You are viewing a plain text version of this content. The canonical link for it is here.

Posted to java-user@lucene.apache.org by Yang <te...@gmail.com> on 2011/04/08 06:17:31 UTC

some basic questions on how Lucene/search engines work

I'm new to lucene/search engine , and have been struggling with these
questions recently.
I'd appreciate a lot of you could shed some light on this.


let's say I do a query on

dog   greyhound

note that I did not quote them, i.e. this is not a phrase search.

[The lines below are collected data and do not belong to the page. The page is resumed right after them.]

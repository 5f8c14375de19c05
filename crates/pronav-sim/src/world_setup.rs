//! Entity spawn factories.
//!
//! Every body is a `RigidBody` plus a marker or behaviour component:
//! `Platform`, `Target` (with `ErraticManeuver` for erratic targets),
//! `GuidedMissile`, `Bullet` or `Explosion`.

use hecs::{Entity, EntityBuilder, World};
use rand::Rng;
use rand_chacha::ChaCha8Rng;

use pronav_core::components::*;
use pronav_core::constants::*;
use pronav_core::enums::{GuidanceKind, MissileKind, TargetProfile};
use pronav_core::geometry::angle_to_vector;
use pronav_core::types::{Vec2, WorldSize};

use crate::ballistics::{self, Bullet};
use crate::maneuver::{self, ErraticManeuver};
use crate::missile::{self, GuidedMissile};

/// Star-shaped random polygon: `points` vertices at even angles with radii
/// drawn from `[radius / 2, radius)`.
pub fn random_polygon(rng: &mut ChaCha8Rng, points: usize, radius: f64) -> Vec<Vec2> {
    let points = points.max(3);
    (0..points)
        .map(|i| {
            let angle = 360.0 * i as f64 / points as f64;
            angle_to_vector(angle) * rng.gen_range(radius * 0.5..radius)
        })
        .collect()
}

/// A random position in the central half of the field.
pub fn random_target_position(rng: &mut ChaCha8Rng, world_size: WorldSize) -> Vec2 {
    let center = world_size.center();
    let half = center * 0.5;
    Vec2::new(
        rng.gen_range(center.x - half.x..center.x + half.x),
        rng.gen_range(center.y - half.y..center.y + half.y),
    )
}

/// Spawn the launch platform, pointing along +x.
pub fn spawn_platform(world: &mut World, position: Vec2) -> Entity {
    let arrow = vec![
        Vec2::new(20.0, 0.0),
        Vec2::new(-12.0, 10.0),
        Vec2::new(-6.0, 0.0),
        Vec2::new(-12.0, -10.0),
    ];
    world.spawn((
        Platform::default(),
        RigidBody::new(position, Vec2::ZERO, 0.0).with_polygon(arrow),
    ))
}

/// Spawn a target. A `Random` profile is resolved to a concrete one here.
pub fn spawn_target(
    world: &mut World,
    rng: &mut ChaCha8Rng,
    position: Vec2,
    profile: TargetProfile,
) -> Entity {
    let profile = maneuver::resolve_profile(profile, rng);
    let radius = maneuver::polygon_radius(profile);
    let (velocity, spin) = maneuver::initial_motion(profile, rng);
    let body = RigidBody::new(position, velocity, 0.0)
        .with_polygon(random_polygon(rng, TARGET_POLY_POINTS, radius))
        .with_rotation_speed(spin);

    let mut builder = EntityBuilder::new();
    if profile == TargetProfile::Erratic {
        builder.add(ErraticManeuver::new(&body));
    }
    builder.add(Target {
        profile,
        radius,
        point_count: TARGET_POLY_POINTS,
    });
    builder.add(body);
    world.spawn(builder.build())
}

/// Launch settings for one missile.
#[derive(Debug, Clone, Copy, PartialEq)]
pub struct LaunchSpec {
    pub kind: MissileKind,
    pub guidance: GuidanceKind,
    pub control_surfaces: bool,
    pub thrust_vectoring: bool,
}

/// Launch a missile from `launcher`'s position, velocity and heading.
pub fn spawn_missile(
    world: &mut World,
    target: Entity,
    launcher: &RigidBody,
    spec: LaunchSpec,
) -> Entity {
    let body = RigidBody::new(launcher.position, launcher.velocity, launcher.rotation);
    match spec.kind {
        MissileKind::Guided => {
            let missile = GuidedMissile::guided(
                target,
                &body,
                spec.guidance,
                spec.control_surfaces,
                spec.thrust_vectoring,
            );
            world.spawn((missile, body.with_polygon(missile::missile_polygon())))
        }
        MissileKind::KillVehicle => {
            let missile = GuidedMissile::kill_vehicle(target, &body);
            world.spawn((missile, body.with_polygon(missile::kill_vehicle_polygon())))
        }
    }
}

/// Fire a targeted round from `origin` with an aim-ahead solution.
pub fn spawn_bullet(
    world: &mut World,
    target: Entity,
    target_body: &RigidBody,
    origin: Vec2,
) -> Entity {
    let velocity = ballistics::firing_solution(origin, target_body, BULLET_SPEED);
    world.spawn((
        Bullet::targeted(target),
        RigidBody::new(origin, velocity, 0.0),
    ))
}

/// Release a ring of `FRAGMENT_COUNT` fragments from `position`, evenly
/// spread starting along +x.
pub fn spawn_fragment_ring(world: &mut World, position: Vec2) -> Vec<Entity> {
    (0..FRAGMENT_COUNT)
        .map(|i| {
            let angle = 360.0 * i as f64 / FRAGMENT_COUNT as f64;
            let velocity = angle_to_vector(angle) * FRAGMENT_SPEED;
            world.spawn((Bullet::fragment(), RigidBody::new(position, velocity, 0.0)))
        })
        .collect()
}

pub fn spawn_explosion(world: &mut World, position: Vec2) -> Entity {
    world.spawn((
        Explosion::new(EXPLOSION_RADIUS, EXPLOSION_DURATION),
        RigidBody::new(position, Vec2::ZERO, 0.0),
    ))
}
//! Collision resolution, run once per substep after everything has moved.
//!
//! 1. Rebuild the spatial grid.
//! 2. For each live target, test everything in its 3×3 neighbourhood.
//!    Explosions hit by proximity; missiles and bullets by polygon or point
//!    containment plus a one-substep sweep along their velocity.
//! 3. On a hit both sides are flagged expired (explosions persist) and a new
//!    explosion is spawned at the target.
//! 4. Proximity-fused bullets detonate near their own target, releasing a
//!    ring of short-lived fragments that can hit anything from the next
//!    substep on.
//!
//! Nothing is despawned here; the cleanup system removes flagged bodies.

use hecs::{Entity, World};

use pronav_core::components::{Explosion, RigidBody, Target};
use pronav_core::enums::ExpiryReason;
use pronav_core::events::SimEvent;
use pronav_core::types::Vec2;

use crate::ballistics::Bullet;
use crate::body::bodies_collide;
use crate::grid::SpatialGrid;
use crate::missile::GuidedMissile;
use crate::world_setup;

pub fn run(world: &mut World, grid: &mut SpatialGrid, dt: f64, events: &mut Vec<SimEvent>) {
    grid.update(world);

    let targets: Vec<(Entity, RigidBody)> = world
        .query::<(&Target, &RigidBody)>()
        .iter()
        .filter(|(_, (_, body))| !body.expired)
        .map(|(entity, (_, body))| (entity, body.clone()))
        .collect();

    let mut blasts: Vec<Vec2> = Vec::new();
    for (target_entity, target_body) in &targets {
        for candidate in grid.get_nearest(target_body.position) {
            if candidate == *target_entity || world.get::<&Target>(candidate).is_ok() {
                continue;
            }
            if !hits(world, target_body, candidate, dt) {
                continue;
            }

            if let Ok(mut body) = world.get::<&mut RigidBody>(*target_entity) {
                body.expired = true;
            }
            expire_candidate(world, candidate, events);

            events.push(SimEvent::TargetDestroyed {
                id: target_entity.to_bits().get(),
                position: target_body.position,
            });
            blasts.push(target_body.position);
            break;
        }
    }

    for position in blasts {
        let entity = world_setup::spawn_explosion(world, position);
        grid.insert(entity, position);
        events.push(SimEvent::ExplosionSpawned { position });
    }

    for position in detonate_bullets(world) {
        let fragments = world_setup::spawn_fragment_ring(world, position);
        for &fragment in &fragments {
            grid.insert(fragment, position);
        }
        events.push(SimEvent::BulletDetonated {
            position,
            fragments: fragments.len(),
        });
    }
}

/// Does `candidate` hit the target this substep?
fn hits(world: &World, target: &RigidBody, candidate: Entity, dt: f64) -> bool {
    let Ok(body) = world.get::<&RigidBody>(candidate) else {
        return false;
    };
    if body.expired {
        return false;
    }
    match world.get::<&Explosion>(candidate) {
        Ok(explosion) => explosion.covers(body.position, target.position),
        Err(_) => bodies_collide(target, &body, dt),
    }
}

fn expire_candidate(world: &mut World, candidate: Entity, events: &mut Vec<SimEvent>) {
    if world.get::<&Explosion>(candidate).is_ok() {
        return;
    }
    let Ok((body, missile)) =
        world.query_one_mut::<(&mut RigidBody, Option<&mut GuidedMissile>)>(candidate)
    else {
        return;
    };
    match missile {
        Some(missile) => {
            missile.expire(body, ExpiryReason::Impact);
            events.push(SimEvent::MissileExpired {
                id: candidate.to_bits().get(),
                reason: ExpiryReason::Impact,
            });
        }
        None => body.expired = true,
    }
}

/// Flag every bullet within fuse range of its live target and return the
/// detonation points.
fn detonate_bullets(world: &mut World) -> Vec<Vec2> {
    let fused: Vec<(Entity, Vec2)> = world
        .query::<(&Bullet, &RigidBody)>()
        .iter()
        .filter(|(_, (_, body))| !body.expired)
        .filter_map(|(entity, (bullet, body))| {
            let target = world.get::<&RigidBody>(bullet.target?).ok()?;
            bullet
                .should_detonate(body.position, &target)
                .then_some((entity, body.position))
        })
        .collect();

    for (entity, _) in &fused {
        if let Ok(mut body) = world.get::<&mut RigidBody>(*entity) {
            body.expired = true;
        }
    }
    fused.into_iter().map(|(_, position)| position).collect()
}
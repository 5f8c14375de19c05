//! Cleanup system: removes every body flagged expired during the substep.

use hecs::{Entity, World};

use pronav_core::components::{Platform, RigidBody};

/// Collect flagged entities, then despawn them in one pass.
/// Uses a pre-allocated buffer to avoid per-substep allocation.
pub fn run(world: &mut World, despawn_buffer: &mut Vec<Entity>) {
    despawn_buffer.clear();

    for (entity, (body, platform)) in world.query_mut::<(&RigidBody, Option<&Platform>)>() {
        if body.expired && platform.is_none() {
            despawn_buffer.push(entity);
        }
    }

    for entity in despawn_buffer.drain(..) {
        let _ = world.despawn(entity);
    }
}
//! 1-based field selection bitset, parsed from cut-style `-f` lists.

use crate::error::PipelineError;

/// Open-ended ranges like `7-` are capped at this bound.
pub const OPEN_RANGE_CAP: usize = 4096;

/// Growable bitset over 1-based field positions.
///
/// Built once at parse time and immutable afterwards. `has(0)` is always
/// false, as is any position beyond the highest bit set while parsing.
#[derive(Debug, Clone)]
pub struct FieldSet {
    words: Vec<u64>,
}

impl FieldSet {
    /// Parse a comma-separated list of positive field numbers and ranges:
    /// `1`, `3-5`, `7-` (open end capped at [`OPEN_RANGE_CAP`]).
    pub fn parse(list: &str) -> Result<FieldSet, PipelineError> {
        let mut fs = FieldSet { words: Vec::new() };
        if list.is_empty() {
            return Err(PipelineError::parse("empty field list"));
        }
        for token in list.split(',') {
            let (lo, hi) = match token.split_once('-') {
                None => {
                    let n = parse_field(token)?;
                    (n, n)
                }
                Some((a, "")) => (parse_field(a)?, OPEN_RANGE_CAP),
                Some((a, b)) => {
                    let lo = parse_field(a)?;
                    let hi = parse_field(b)?;
                    if hi < lo {
                        return Err(PipelineError::parse(format!(
                            "decreasing field range '{token}'"
                        )));
                    }
                    (lo, hi)
                }
            };
            for idx in lo..=hi {
                fs.set(idx);
            }
        }
        Ok(fs)
    }

    fn set(&mut self, idx1: usize) {
        let bit = idx1 - 1;
        let word = bit / 64;
        if word >= self.words.len() {
            self.words.resize(word + 1, 0);
        }
        self.words[word] |= 1u64 << (bit % 64);
    }

    /// Whether 1-based field `idx1` is selected.
    pub fn has(&self, idx1: usize) -> bool {
        if idx1 == 0 {
            return false;
        }
        let bit = idx1 - 1;
        match self.words.get(bit / 64) {
            Some(word) => word & (1u64 << (bit % 64)) != 0,
            None => false,
        }
    }
}

fn parse_field(s: &str) -> Result<usize, PipelineError> {
    match s.parse::<usize>() {
        Ok(n) if n >= 1 => Ok(n),
        _ => Err(PipelineError::parse(format!("bad field number '{s}'"))),
    }
}
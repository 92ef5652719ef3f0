//! Default line source reading standard input.
//!
//! Inserted by the plan builder when the first parsed stage is not a
//! source. Not reachable from the operator registry. The line buffer is
//! the executor's record, so the source itself carries no hidden state
//! and the engine stays re-entrant.

use std::io;

use crate::error::PipelineError;
use crate::op::{OpKind, Operator};
use crate::record::Record;

use super::read_line;

pub struct StdinSource {
    stdin: io::Stdin,
}

impl StdinSource {
    pub fn new() -> Self {
        StdinSource { stdin: io::stdin() }
    }
}

impl Default for StdinSource {
    fn default() -> Self {
        Self::new()
    }
}

impl Operator for StdinSource {
    fn name(&self) -> &'static str {
        "stdin"
    }

    fn kind(&self) -> OpKind {
        OpKind::Source
    }

    fn produce(&mut self, record: &mut Record) -> Result<bool, PipelineError> {
        read_line(&mut self.stdin.lock(), record)
    }
}
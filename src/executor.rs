//! Pull-based pipeline executor.
//!
//! One record is in flight at a time: the active source fills the shared
//! record buffer, each intermediate stage mutates or drops it in place,
//! and the surviving record is handed to the sink (or written straight
//! to the output when the plan has no sink). The next record is not
//! pulled until the current one has fully settled. A plan may open with
//! several sources; when one is exhausted the executor advances to the
//! next, so `emit header cat data.txt` streams the header line first.
//!
//! Two stop signals end a run early. A filter may report `wants_stop`
//! after keeping a record; that record still travels the rest of the
//! chain, and the executor stops before pulling another. A sink may
//! report `Final` (this record written, no more wanted) or `Full`
//! (already saturated, record discarded).

use std::io::Write;

use crate::error::PipelineError;
use crate::op::{OpKind, Operator, SinkState, Verdict};
use crate::plan::Plan;
use crate::record::Record;

/// Outcome of a completed run, distinguished for the exit status.
#[derive(Debug, Clone, Copy, PartialEq, Eq)]
pub enum RunStatus {
    /// At least one record reached the output.
    Matched,
    /// The run completed but nothing was emitted.
    NoOutput,
}

impl RunStatus {
    pub fn exit_code(&self) -> i32 {
        match self {
            RunStatus::Matched => 0,
            RunStatus::NoOutput => 1,
        }
    }
}

/// Run a plan to completion against `out`.
///
/// Init hooks run front to back before any record moves; an init failure
/// aborts without flushing. Flush hooks run front to back after the
/// stream ends, even when the stream itself failed, and the first error
/// encountered (stream first, then flush) is the one reported.
pub fn run(plan: Plan, out: &mut dyn Write) -> Result<RunStatus, PipelineError> {
    let mut ops = plan.ops;
    for op in ops.iter_mut() {
        op.init()?;
    }

    let streamed = stream(&mut ops, out);

    let mut flush_err = None;
    for op in ops.iter_mut() {
        if let Err(e) = op.flush()
            && flush_err.is_none()
        {
            flush_err = Some(e);
        }
    }

    match (streamed, flush_err) {
        (Err(e), _) => Err(e),
        (Ok(_), Some(e)) => Err(e),
        (Ok(status), None) => Ok(status),
    }
}

fn stream(ops: &mut [Box<dyn Operator>], out: &mut dyn Write) -> Result<RunStatus, PipelineError> {
    let has_sink = ops.last().is_some_and(|op| op.kind() == OpKind::Sink);
    let chain_end = if has_sink { ops.len() - 1 } else { ops.len() };
    // Shape validation guarantees the sources are a contiguous prefix.
    let src_end = ops
        .iter()
        .take_while(|op| op.kind() == OpKind::Source)
        .count();

    let mut record = Record::new();
    let mut cur_src = 0;
    let mut emitted = false;
    'stream: loop {
        loop {
            if cur_src >= src_end {
                break 'stream;
            }
            if ops[cur_src].produce(&mut record)? {
                break;
            }
            // This source is drained; move on to the next one.
            cur_src += 1;
        }

        let mut dropped = false;
        for idx in src_end..chain_end {
            if ops[idx].consume(&mut record)? == Verdict::Drop {
                dropped = true;
                break;
            }
        }

        if !dropped {
            if has_sink {
                match ops[chain_end].accept(&record, out)? {
                    SinkState::Full => break,
                    SinkState::Final => {
                        emitted = true;
                        break;
                    }
                    SinkState::Accepted => emitted = true,
                }
            } else {
                out.write_all(record.as_bytes())?;
                emitted = true;
            }
        }

        if ops[src_end..chain_end].iter().any(|op| op.wants_stop()) {
            break;
        }
    }

    Ok(if emitted {
        RunStatus::Matched
    } else {
        RunStatus::NoOutput
    })
}
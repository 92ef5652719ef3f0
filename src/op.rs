//! Operator capability interface.
//!
//! Every pipeline stage implements [`Operator`] and declares one of four
//! kinds. The executor dispatches on the kind: sources get `produce`,
//! maps and filters get `consume`, a trailing sink gets `accept`. The
//! `init`/`flush`/`wants_stop` hooks are optional and default to no-ops.

use std::io::Write;

use crate::error::PipelineError;
use crate::record::Record;

/// Closed set of operator roles.
#[derive(Debug, Clone, Copy, PartialEq, Eq)]
pub enum OpKind {
    /// Originates records with no upstream input.
    Source,
    /// Rewrites the record in place, forwarding at most one per input.
    Map,
    /// Passes or drops a record without altering it.
    Filter,
    /// Terminal consumer; may request termination.
    Sink,
}

/// Verdict from a map or filter stage for the record in flight.
#[derive(Debug, Clone, Copy, PartialEq, Eq)]
pub enum Verdict {
    Keep,
    Drop,
}

/// Result of delivering a record to a sink.
#[derive(Debug, Clone, Copy, PartialEq, Eq)]
pub enum SinkState {
    /// Record was written; keep streaming.
    Accepted,
    /// Record was written; the sink is now saturated.
    Final,
    /// Record was not written; the sink was already saturated.
    Full,
}

/// One pipeline stage. Configuration is fixed at parse time; mutable
/// progress (counters, open handles, traversal stacks) lives in the
/// operator instance and dies with its plan.
pub trait Operator {
    fn name(&self) -> &'static str;

    fn kind(&self) -> OpKind;

    /// One-time initializer, run for every operator before streaming.
    fn init(&mut self) -> Result<(), PipelineError> {
        Ok(())
    }

    /// Sources: refill `record` in place. `Ok(true)` means a record was
    /// produced, `Ok(false)` means this source is exhausted.
    fn produce(&mut self, _record: &mut Record) -> Result<bool, PipelineError> {
        Ok(false)
    }

    /// Maps and filters: inspect and possibly rewrite the record. The
    /// buffer may be reallocated; callers must not hold on to its bytes
    /// across this call.
    fn consume(&mut self, _record: &mut Record) -> Result<Verdict, PipelineError> {
        Ok(Verdict::Keep)
    }

    /// Sinks: take delivery of a surviving record.
    fn accept(
        &mut self,
        _record: &Record,
        _out: &mut dyn Write,
    ) -> Result<SinkState, PipelineError> {
        Ok(SinkState::Accepted)
    }

    /// End-of-stream hook, run for every operator when the loop ends.
    fn flush(&mut self) -> Result<(), PipelineError> {
        Ok(())
    }

    /// Early-stop query, checked after a stage keeps a record. A true
    /// answer ends the stream after the current record is delivered.
    fn wants_stop(&self) -> bool {
        false
    }
}
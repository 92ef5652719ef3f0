//! CLI front end for the fused pipeline engine.
//!
//! Usage:
//!   fx emit a b c grep a take 1
//!   fx find . -type f -name '*.rs' grep -m 5 main
//!   fx cut -d, -f1,3 < data.csv
//!
//! The whole argument vector after the binary name is the pipeline; when
//! the first token is not a source, standard input is read line by line.
//!
//! Exit status: 0 when at least one record was emitted, 1 when the run
//! completed with no output, 2 on any error.

use std::io::{self, BufWriter, Write};
use std::process;

use clap::Parser;

use fusepipe::{Plan, run};

const OUT_BUF_BYTES: usize = 1 << 20;

#[derive(Parser)]
#[command(
    name = "fx",
    about = "Run a fused text-tool pipeline in a single process"
)]
struct Cli {
    /// Pipeline tokens: operator names and their arguments, in order.
    #[arg(required = true, trailing_var_arg = true, allow_hyphen_values = true)]
    pipeline: Vec<String>,
}

fn main() {
    let cli = Cli::parse();

    let plan = match Plan::parse(&cli.pipeline) {
        Ok(plan) => plan,
        Err(e) => {
            eprintln!("fx: {e}");
            process::exit(e.exit_code());
        }
    };

    let stdout = io::stdout();
    let mut out = BufWriter::with_capacity(OUT_BUF_BYTES, stdout.lock());

    let status = match run(plan, &mut out) {
        Ok(status) => status,
        Err(e) => {
            let _ = out.flush();
            eprintln!("fx: {e}");
            process::exit(e.exit_code());
        }
    };

    if let Err(e) = out.flush() {
        eprintln!("fx: {e}");
        process::exit(2);
    }
    process::exit(status.exit_code());
}
//! Owned, growable record buffer.
//!
//! A [`Record`] is one streaming unit: conventionally a text line with an
//! optional trailing terminator (`\n`, or `\0` for NUL-terminated find
//! output). Exactly one record is in flight at a time; sources refill it in
//! place, map stages rewrite it in place, and filters and sinks only read
//! it. The buffer grows by capacity doubling and is never shrunk, so a long
//! line early in a stream pays its allocation cost once.

/// One streaming record: an owned byte buffer with explicit growth.
#[derive(Debug, Clone, Default, PartialEq, Eq)]
pub struct Record {
    buf: Vec<u8>,
}

impl Record {
    pub fn new() -> Self {
        Record { buf: Vec::new() }
    }

    pub fn from_bytes(bytes: &[u8]) -> Self {
        Record {
            buf: bytes.to_vec(),
        }
    }

    pub fn as_bytes(&self) -> &[u8] {
        &self.buf
    }

    pub fn bytes_mut(&mut self) -> &mut [u8] {
        &mut self.buf
    }

    /// Raw buffer access for sources that refill the record via
    /// `BufRead::read_until`. Callers clear the record first.
    pub fn buf_mut(&mut self) -> &mut Vec<u8> {
        &mut self.buf
    }

    pub fn len(&self) -> usize {
        self.buf.len()
    }

    pub fn is_empty(&self) -> bool {
        self.buf.is_empty()
    }

    pub fn clear(&mut self) {
        self.buf.clear();
    }

    pub fn truncate(&mut self, len: usize) {
        self.buf.truncate(len);
    }

    pub fn push(&mut self, byte: u8) {
        self.buf.push(byte);
    }

    /// The trailing terminator byte, if the record carries one.
    pub fn terminator(&self) -> Option<u8> {
        match self.buf.last() {
            Some(&b @ (b'\n' | b'\0')) => Some(b),
            _ => None,
        }
    }

    /// Record content without its trailing terminator.
    pub fn content(&self) -> &[u8] {
        match self.terminator() {
            Some(_) => &self.buf[..self.buf.len() - 1],
            None => &self.buf,
        }
    }

    /// Replace the whole record, growing the buffer by doubling when the
    /// new content does not fit the current capacity.
    pub fn set_content(&mut self, bytes: &[u8]) {
        self.buf.clear();
        self.grow_to(bytes.len());
        self.buf.extend_from_slice(bytes);
    }

    fn grow_to(&mut self, need: usize) {
        let mut cap = self.buf.capacity();
        if cap >= need {
            return;
        }
        if cap == 0 {
            cap = 64;
        }
        while cap < need {
            cap *= 2;
        }
        self.buf.reserve_exact(cap - self.buf.len());
    }
}

impl From<&str> for Record {
    fn from(s: &str) -> Self {
        Record::from_bytes(s.as_bytes())
    }
}

#[cfg(test)]
mod tests {
    use super::*;

    #[test]
    fn test_terminator_newline() {
        let r = Record::from("hello\n");
        assert_eq!(r.terminator(), Some(b'\n'));
        assert_eq!(r.content(), b"hello");
    }

    #[test]
    fn test_terminator_nul() {
        let r = Record::from_bytes(b"path\0");
        assert_eq!(r.terminator(), Some(b'\0'));
        assert_eq!(r.content(), b"path");
    }

    #[test]
    fn test_no_terminator() {
        let r = Record::from("hello");
        assert_eq!(r.terminator(), None);
        assert_eq!(r.content(), b"hello");
    }

    #[test]
    fn test_empty_record() {
        let r = Record::new();
        assert!(r.is_empty());
        assert_eq!(r.terminator(), None);
        assert_eq!(r.content(), b"");
    }

    #[test]
    fn test_set_content_doubles_capacity() {
        let mut r = Record::new();
        r.set_content(b"ab");
        let cap = r.buf.capacity();
        assert!(cap >= 2);
        // Growing past capacity at least doubles it.
        let big = vec![b'x'; cap + 1];
        r.set_content(&big);
        assert!(r.buf.capacity() >= cap * 2);
        assert_eq!(r.as_bytes(), &big[..]);
    }

    #[test]
    fn test_set_content_within_capacity_keeps_buffer() {
        let mut r = Record::new();
        r.set_content(b"a long enough line\n");
        let cap = r.buf.capacity();
        r.set_content(b"short\n");
        assert_eq!(r.buf.capacity(), cap);
        assert_eq!(r.as_bytes(), b"short\n");
    }
}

what happens under the hood ?

which term does Lucene use to look up the inverted Index ?
I read somewhere that Lucene uses the term with the higher IDF (i.e.
the more distinguishing term), i.e. in this case
"greyhound", but what about dog? does Lucene traverse down the doclist
of  "dog" at all? if I provide multiple terms in my query,
generally how does Lucene decide how many doclists to travel down?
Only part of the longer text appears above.